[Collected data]
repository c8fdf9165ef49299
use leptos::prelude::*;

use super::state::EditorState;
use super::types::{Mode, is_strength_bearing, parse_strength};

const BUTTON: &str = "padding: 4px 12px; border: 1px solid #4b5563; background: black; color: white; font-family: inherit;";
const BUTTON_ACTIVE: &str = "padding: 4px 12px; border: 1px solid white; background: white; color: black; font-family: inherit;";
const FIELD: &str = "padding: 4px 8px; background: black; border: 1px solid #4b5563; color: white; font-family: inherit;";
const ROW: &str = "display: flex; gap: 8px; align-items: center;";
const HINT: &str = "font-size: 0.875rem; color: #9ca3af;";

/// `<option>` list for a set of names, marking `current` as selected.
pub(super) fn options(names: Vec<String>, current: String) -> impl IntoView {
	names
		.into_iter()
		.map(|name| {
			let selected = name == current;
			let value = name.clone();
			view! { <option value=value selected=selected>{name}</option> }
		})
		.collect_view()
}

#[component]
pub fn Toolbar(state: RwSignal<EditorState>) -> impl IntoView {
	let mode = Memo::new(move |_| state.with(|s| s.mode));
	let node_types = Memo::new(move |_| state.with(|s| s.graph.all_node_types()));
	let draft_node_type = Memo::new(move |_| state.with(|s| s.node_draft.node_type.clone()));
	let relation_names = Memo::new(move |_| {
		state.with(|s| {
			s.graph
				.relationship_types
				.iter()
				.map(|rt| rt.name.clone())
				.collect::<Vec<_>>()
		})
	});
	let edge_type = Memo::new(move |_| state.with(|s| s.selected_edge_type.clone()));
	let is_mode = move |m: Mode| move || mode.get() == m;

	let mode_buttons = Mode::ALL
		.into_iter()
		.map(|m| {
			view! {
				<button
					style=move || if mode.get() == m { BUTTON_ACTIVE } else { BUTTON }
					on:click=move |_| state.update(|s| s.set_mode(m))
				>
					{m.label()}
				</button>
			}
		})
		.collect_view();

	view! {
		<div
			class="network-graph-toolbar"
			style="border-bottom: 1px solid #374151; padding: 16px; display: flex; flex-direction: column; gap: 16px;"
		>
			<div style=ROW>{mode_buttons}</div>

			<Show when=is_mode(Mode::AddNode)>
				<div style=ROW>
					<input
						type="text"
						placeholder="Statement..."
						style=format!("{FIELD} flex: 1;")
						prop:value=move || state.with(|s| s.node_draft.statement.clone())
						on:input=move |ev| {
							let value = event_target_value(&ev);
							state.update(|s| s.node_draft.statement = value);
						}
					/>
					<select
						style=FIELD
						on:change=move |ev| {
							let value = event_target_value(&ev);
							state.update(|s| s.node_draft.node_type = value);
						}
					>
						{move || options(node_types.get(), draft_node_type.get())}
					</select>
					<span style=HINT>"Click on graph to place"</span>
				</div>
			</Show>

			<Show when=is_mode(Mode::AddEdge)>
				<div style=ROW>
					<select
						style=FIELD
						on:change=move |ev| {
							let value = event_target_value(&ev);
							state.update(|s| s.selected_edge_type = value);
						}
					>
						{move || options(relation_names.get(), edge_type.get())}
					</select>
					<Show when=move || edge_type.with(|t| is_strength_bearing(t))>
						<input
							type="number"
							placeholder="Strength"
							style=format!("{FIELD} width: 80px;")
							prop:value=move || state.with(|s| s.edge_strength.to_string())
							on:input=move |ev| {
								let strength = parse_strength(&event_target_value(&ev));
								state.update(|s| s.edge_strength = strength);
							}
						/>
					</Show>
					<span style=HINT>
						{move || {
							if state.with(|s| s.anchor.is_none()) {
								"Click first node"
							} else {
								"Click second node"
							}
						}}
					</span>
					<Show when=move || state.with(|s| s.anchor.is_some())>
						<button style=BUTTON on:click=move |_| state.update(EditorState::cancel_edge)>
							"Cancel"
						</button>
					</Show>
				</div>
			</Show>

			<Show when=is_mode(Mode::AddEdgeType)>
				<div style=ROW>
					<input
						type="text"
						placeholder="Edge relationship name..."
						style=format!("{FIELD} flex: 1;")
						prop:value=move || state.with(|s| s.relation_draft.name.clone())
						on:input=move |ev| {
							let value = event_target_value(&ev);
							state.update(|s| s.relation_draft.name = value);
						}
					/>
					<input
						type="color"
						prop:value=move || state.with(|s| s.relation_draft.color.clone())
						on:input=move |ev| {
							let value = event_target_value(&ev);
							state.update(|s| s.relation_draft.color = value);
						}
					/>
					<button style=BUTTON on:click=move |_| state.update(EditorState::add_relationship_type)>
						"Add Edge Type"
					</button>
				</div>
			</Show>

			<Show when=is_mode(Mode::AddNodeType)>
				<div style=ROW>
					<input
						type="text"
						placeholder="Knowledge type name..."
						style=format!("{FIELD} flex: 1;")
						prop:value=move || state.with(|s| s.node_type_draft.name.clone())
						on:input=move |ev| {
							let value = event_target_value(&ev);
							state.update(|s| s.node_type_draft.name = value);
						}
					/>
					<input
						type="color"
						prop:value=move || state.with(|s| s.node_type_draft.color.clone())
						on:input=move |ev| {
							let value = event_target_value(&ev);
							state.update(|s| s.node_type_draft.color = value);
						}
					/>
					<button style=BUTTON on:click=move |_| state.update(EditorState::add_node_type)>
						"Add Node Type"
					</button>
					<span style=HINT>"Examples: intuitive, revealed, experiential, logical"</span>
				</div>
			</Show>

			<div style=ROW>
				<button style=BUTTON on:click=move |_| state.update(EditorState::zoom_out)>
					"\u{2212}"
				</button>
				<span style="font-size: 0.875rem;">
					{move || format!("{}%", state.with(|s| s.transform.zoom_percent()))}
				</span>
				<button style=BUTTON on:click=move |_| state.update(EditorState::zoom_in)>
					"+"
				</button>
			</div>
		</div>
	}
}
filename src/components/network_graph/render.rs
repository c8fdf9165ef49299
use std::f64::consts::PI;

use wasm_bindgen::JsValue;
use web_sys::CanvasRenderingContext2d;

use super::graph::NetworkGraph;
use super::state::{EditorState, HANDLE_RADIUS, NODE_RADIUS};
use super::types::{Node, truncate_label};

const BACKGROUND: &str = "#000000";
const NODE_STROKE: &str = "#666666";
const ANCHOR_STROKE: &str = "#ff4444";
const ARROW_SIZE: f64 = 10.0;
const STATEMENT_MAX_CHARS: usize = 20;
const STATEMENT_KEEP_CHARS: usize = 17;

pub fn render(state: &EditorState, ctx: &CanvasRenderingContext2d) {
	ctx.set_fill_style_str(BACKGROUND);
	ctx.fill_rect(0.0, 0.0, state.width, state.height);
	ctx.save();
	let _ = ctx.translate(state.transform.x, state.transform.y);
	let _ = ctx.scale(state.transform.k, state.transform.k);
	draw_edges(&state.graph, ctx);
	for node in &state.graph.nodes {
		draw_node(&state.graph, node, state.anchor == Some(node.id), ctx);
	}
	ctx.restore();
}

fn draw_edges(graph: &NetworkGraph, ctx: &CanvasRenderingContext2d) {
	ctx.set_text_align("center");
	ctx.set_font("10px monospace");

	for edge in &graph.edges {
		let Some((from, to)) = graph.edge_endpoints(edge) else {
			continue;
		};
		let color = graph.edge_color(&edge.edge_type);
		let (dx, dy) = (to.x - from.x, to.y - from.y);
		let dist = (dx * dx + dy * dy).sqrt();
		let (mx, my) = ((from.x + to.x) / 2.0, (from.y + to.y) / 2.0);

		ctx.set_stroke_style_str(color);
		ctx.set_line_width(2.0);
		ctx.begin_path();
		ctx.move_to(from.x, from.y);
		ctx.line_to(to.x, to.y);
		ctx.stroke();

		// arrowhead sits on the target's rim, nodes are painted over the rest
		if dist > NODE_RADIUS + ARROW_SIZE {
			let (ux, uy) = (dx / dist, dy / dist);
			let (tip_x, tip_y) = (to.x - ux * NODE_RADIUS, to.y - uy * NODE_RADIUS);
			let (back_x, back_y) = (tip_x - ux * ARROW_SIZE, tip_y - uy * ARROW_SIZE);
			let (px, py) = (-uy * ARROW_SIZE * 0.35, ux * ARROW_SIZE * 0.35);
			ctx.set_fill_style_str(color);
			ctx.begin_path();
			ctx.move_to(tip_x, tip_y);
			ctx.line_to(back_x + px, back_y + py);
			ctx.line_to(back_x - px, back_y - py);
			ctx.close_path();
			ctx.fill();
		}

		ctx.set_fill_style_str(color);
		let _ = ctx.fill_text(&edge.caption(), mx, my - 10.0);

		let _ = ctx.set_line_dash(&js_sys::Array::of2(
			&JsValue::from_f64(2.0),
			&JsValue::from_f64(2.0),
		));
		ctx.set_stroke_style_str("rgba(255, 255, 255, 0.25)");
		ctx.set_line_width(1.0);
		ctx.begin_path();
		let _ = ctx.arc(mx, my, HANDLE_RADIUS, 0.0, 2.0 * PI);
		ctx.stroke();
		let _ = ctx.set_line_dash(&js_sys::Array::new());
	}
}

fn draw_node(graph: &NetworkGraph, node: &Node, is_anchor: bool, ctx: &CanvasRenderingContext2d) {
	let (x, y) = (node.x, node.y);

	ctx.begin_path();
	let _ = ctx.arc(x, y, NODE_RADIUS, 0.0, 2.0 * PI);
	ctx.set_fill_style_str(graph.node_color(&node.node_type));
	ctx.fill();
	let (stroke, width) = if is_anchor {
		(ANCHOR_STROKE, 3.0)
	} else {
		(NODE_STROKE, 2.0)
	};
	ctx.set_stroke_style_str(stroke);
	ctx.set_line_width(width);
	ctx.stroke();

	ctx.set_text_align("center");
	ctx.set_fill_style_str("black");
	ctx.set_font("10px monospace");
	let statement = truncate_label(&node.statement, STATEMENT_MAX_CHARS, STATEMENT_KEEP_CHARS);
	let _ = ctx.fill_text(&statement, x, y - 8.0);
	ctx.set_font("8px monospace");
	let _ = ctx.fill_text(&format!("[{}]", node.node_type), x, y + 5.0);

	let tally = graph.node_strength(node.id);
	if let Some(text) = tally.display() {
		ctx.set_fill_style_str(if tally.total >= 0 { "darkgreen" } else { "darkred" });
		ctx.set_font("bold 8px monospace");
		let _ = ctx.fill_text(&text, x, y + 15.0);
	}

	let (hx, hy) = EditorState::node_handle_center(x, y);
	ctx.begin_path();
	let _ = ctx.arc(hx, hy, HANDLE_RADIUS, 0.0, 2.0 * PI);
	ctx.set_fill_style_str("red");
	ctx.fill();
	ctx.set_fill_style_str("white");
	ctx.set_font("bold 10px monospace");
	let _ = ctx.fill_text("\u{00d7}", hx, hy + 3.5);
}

...

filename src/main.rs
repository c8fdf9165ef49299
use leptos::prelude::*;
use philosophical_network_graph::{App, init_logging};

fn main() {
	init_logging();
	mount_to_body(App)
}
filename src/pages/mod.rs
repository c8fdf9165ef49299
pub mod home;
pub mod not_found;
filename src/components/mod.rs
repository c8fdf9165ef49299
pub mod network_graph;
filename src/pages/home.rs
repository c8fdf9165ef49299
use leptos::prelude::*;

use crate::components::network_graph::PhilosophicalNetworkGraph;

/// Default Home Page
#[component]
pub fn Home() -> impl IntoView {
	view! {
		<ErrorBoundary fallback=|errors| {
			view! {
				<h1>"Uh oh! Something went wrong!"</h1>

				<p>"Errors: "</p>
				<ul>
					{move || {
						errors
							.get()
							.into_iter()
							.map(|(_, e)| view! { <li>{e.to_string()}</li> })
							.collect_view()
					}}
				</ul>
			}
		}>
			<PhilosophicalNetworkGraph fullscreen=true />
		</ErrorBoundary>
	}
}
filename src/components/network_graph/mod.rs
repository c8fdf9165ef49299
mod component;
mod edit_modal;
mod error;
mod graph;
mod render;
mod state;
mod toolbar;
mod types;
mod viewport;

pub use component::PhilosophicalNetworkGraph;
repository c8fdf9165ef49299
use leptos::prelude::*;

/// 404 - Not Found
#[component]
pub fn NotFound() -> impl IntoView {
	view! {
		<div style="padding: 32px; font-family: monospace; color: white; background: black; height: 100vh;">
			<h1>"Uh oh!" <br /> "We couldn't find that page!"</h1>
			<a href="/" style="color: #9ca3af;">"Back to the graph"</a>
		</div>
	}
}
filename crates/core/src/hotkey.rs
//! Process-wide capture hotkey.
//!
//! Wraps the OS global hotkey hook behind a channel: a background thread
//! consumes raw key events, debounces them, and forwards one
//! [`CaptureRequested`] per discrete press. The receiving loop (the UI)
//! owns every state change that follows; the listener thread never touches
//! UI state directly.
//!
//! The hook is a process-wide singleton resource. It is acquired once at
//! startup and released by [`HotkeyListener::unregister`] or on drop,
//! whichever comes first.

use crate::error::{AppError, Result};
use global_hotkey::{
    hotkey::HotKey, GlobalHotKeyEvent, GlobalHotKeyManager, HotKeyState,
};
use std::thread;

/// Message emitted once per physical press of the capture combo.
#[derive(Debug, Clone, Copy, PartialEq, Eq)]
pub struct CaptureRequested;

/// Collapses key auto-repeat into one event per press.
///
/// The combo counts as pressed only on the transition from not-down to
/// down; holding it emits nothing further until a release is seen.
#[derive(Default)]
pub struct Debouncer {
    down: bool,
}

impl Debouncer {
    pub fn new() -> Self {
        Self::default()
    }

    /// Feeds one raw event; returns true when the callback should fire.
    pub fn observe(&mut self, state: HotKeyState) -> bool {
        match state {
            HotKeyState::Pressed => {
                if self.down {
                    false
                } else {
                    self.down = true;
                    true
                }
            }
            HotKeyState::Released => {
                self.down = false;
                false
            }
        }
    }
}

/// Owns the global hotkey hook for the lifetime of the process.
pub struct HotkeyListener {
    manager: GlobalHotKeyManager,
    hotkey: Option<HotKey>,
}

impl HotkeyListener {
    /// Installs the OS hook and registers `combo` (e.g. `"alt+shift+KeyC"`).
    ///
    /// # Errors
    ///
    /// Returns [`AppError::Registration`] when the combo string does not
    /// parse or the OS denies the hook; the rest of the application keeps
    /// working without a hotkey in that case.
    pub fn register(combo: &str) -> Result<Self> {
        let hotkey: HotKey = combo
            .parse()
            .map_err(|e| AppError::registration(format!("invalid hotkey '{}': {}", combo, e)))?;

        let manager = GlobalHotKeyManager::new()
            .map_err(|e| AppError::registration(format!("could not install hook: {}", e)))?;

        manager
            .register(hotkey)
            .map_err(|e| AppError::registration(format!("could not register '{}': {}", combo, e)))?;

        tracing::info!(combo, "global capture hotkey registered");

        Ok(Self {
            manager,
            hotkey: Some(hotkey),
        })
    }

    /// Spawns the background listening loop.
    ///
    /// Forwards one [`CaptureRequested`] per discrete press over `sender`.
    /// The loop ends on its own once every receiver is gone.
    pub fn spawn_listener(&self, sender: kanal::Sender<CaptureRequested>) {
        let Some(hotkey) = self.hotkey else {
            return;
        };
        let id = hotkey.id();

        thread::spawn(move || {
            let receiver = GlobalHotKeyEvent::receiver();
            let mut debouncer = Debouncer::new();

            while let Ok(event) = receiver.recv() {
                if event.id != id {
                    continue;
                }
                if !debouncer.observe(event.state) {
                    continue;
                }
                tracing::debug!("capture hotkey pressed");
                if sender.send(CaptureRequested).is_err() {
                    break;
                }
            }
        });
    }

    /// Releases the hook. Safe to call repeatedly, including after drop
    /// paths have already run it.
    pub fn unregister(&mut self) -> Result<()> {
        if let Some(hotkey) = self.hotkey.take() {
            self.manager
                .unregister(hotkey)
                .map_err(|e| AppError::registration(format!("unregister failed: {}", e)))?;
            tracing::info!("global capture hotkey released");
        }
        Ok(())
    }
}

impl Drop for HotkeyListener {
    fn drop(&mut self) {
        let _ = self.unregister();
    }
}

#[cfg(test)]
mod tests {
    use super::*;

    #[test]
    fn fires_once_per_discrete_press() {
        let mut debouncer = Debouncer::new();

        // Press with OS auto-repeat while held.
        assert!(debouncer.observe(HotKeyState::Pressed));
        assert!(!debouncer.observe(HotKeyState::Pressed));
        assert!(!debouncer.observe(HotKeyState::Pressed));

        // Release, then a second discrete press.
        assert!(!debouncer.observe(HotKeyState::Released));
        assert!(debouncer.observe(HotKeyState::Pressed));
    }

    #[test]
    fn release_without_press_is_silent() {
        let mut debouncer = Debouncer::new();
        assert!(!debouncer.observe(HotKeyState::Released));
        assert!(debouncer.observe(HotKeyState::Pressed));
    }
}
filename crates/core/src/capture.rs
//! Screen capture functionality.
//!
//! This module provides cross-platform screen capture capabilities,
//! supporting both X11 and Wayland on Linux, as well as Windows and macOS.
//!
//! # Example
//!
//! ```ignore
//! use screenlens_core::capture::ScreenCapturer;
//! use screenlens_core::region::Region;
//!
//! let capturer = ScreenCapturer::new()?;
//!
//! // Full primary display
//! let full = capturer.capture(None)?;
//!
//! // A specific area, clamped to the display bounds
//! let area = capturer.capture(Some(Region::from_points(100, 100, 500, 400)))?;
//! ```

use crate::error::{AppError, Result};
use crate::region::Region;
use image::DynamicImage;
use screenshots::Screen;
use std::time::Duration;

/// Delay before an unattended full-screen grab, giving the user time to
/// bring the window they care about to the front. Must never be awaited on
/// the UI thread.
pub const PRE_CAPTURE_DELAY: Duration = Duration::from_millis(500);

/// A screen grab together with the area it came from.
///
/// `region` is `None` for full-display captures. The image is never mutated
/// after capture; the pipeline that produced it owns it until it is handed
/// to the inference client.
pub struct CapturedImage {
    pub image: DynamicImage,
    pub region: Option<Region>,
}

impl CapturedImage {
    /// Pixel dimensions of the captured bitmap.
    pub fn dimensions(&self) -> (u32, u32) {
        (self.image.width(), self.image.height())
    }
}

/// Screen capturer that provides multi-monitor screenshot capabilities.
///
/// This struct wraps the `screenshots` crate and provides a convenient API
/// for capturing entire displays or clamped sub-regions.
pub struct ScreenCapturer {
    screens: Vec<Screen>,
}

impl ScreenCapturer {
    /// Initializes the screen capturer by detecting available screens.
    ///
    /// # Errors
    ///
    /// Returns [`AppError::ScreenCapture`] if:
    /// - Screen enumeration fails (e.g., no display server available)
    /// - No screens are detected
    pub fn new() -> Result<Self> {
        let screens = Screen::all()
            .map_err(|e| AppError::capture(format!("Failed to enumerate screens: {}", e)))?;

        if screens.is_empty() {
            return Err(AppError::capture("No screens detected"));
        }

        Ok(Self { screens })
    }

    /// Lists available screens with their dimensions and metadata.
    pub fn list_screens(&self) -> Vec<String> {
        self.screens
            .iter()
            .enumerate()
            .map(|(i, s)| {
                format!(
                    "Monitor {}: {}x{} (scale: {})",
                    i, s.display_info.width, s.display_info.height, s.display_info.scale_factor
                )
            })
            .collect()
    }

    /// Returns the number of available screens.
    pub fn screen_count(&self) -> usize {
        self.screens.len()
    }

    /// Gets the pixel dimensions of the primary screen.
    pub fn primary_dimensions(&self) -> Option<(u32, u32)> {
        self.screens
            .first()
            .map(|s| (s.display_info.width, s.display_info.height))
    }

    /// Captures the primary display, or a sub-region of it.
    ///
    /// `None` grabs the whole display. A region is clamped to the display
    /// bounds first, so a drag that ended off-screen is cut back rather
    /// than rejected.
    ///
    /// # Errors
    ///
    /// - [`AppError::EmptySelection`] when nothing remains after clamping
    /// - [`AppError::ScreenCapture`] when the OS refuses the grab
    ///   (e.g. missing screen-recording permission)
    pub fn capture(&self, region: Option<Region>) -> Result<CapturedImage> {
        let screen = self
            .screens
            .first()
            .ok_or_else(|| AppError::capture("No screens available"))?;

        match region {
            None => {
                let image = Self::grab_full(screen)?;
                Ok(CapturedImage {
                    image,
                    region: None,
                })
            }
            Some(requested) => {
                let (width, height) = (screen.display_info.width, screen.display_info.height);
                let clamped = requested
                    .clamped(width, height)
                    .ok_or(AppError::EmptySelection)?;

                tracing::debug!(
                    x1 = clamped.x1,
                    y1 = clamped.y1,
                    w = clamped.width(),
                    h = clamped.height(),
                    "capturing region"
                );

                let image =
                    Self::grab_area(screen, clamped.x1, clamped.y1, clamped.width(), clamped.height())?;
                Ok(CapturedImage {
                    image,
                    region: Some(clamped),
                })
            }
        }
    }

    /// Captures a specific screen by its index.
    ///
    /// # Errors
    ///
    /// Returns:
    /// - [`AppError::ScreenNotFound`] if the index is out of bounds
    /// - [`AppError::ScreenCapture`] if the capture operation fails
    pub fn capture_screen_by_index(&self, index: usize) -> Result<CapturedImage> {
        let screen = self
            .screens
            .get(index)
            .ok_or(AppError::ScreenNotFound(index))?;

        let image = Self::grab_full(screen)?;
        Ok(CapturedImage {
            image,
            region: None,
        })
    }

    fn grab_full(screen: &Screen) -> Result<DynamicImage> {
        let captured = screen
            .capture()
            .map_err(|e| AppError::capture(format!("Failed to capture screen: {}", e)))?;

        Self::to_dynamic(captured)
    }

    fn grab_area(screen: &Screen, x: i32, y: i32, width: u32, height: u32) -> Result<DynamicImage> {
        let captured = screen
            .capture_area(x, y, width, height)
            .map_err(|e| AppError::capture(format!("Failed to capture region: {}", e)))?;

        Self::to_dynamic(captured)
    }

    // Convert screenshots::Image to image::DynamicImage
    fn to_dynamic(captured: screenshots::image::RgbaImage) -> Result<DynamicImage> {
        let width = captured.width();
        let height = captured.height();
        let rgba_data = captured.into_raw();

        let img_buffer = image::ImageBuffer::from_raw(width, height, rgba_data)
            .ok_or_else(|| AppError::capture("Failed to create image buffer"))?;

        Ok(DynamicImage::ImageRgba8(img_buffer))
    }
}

* * *

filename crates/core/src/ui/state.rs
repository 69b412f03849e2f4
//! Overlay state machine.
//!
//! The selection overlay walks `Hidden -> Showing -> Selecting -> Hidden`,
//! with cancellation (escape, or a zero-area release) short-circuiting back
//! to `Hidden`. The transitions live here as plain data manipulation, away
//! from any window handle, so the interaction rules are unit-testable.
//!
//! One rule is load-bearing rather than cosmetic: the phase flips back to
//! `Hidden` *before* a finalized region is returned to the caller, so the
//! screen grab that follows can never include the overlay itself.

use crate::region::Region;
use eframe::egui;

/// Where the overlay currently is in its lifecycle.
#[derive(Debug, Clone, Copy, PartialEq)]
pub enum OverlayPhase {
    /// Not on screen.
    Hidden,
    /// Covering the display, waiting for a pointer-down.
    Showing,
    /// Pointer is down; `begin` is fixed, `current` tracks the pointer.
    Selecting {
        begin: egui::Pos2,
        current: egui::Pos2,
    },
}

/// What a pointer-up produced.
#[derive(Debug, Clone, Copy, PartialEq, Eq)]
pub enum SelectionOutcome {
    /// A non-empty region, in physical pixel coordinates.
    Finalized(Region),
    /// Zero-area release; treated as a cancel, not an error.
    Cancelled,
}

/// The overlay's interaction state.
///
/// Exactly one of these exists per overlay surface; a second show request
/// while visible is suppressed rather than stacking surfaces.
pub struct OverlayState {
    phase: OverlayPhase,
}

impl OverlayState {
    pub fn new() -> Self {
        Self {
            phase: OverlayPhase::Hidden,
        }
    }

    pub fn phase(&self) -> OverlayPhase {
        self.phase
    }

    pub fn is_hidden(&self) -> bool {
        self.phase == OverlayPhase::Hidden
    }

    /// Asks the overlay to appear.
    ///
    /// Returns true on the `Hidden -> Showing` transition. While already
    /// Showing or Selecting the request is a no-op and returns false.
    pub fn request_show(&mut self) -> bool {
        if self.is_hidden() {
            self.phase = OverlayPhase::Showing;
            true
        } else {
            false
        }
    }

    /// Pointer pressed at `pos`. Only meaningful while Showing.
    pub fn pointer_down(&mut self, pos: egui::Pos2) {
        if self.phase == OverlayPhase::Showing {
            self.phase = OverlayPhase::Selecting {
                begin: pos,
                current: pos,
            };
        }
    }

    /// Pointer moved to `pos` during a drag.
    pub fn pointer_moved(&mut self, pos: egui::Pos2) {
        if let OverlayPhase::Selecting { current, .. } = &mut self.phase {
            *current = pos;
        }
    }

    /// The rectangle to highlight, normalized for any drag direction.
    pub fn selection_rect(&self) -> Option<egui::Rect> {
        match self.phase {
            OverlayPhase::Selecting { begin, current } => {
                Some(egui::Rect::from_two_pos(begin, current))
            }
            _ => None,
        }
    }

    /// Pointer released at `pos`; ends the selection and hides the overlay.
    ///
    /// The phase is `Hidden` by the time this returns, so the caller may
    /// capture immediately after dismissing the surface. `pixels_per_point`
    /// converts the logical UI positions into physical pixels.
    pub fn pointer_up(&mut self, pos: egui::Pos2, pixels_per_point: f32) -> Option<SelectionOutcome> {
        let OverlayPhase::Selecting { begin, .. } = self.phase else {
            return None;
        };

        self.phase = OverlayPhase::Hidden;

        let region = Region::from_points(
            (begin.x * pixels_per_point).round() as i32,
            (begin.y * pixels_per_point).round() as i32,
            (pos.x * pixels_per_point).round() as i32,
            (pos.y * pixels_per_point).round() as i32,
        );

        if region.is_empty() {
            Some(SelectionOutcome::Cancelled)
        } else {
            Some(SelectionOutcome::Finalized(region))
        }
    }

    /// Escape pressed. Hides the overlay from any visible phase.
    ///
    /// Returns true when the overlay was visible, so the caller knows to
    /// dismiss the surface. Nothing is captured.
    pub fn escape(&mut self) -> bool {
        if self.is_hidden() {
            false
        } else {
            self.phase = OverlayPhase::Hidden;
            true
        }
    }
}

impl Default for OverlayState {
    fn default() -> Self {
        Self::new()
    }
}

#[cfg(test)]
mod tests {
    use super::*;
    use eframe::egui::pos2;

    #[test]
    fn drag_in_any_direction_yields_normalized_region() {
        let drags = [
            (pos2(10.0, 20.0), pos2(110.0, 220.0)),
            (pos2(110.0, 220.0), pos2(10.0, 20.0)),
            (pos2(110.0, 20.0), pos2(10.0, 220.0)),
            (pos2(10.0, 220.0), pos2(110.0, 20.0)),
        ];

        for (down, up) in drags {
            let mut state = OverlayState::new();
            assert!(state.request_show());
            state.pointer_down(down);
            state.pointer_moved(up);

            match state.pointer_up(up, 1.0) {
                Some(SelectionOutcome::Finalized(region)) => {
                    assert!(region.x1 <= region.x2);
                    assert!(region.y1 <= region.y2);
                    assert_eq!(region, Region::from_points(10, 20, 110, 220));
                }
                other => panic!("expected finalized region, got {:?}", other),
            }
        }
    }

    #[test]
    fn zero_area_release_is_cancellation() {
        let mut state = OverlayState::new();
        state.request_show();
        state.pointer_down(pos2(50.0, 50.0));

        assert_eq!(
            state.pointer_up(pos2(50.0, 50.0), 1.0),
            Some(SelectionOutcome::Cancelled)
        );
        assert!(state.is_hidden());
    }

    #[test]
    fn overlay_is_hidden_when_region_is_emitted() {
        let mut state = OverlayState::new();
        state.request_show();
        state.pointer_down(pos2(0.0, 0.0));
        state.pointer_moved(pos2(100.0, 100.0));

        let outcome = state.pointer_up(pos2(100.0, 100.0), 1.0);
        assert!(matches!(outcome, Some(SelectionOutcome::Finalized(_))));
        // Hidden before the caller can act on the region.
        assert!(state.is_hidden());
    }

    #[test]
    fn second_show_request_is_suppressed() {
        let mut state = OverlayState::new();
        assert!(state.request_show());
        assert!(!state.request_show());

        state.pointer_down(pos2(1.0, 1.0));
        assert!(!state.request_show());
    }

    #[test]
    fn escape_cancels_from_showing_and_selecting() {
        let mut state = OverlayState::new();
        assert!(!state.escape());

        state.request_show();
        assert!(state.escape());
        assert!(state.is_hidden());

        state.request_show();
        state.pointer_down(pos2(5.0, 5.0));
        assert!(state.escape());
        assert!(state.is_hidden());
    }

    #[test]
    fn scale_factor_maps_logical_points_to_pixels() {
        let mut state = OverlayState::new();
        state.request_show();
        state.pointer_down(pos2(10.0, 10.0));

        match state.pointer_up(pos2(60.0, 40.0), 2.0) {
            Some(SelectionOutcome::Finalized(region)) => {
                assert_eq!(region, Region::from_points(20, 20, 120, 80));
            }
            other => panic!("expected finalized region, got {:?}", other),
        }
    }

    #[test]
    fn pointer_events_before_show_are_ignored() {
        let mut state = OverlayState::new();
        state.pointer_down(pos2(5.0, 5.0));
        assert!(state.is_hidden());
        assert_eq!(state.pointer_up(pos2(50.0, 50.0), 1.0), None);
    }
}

What is required >> List each line of the records that holds the string "monospace".

Task response >>
	ctx.set_font("10px monospace");
	ctx.set_font("10px monospace");
	ctx.set_font("8px monospace");
		ctx.set_font("bold 8px monospace");
	ctx.set_font("bold 10px monospace");
		<div style="padding: 32px; font-family: monospace; color: white; background: black; height: 100vh;">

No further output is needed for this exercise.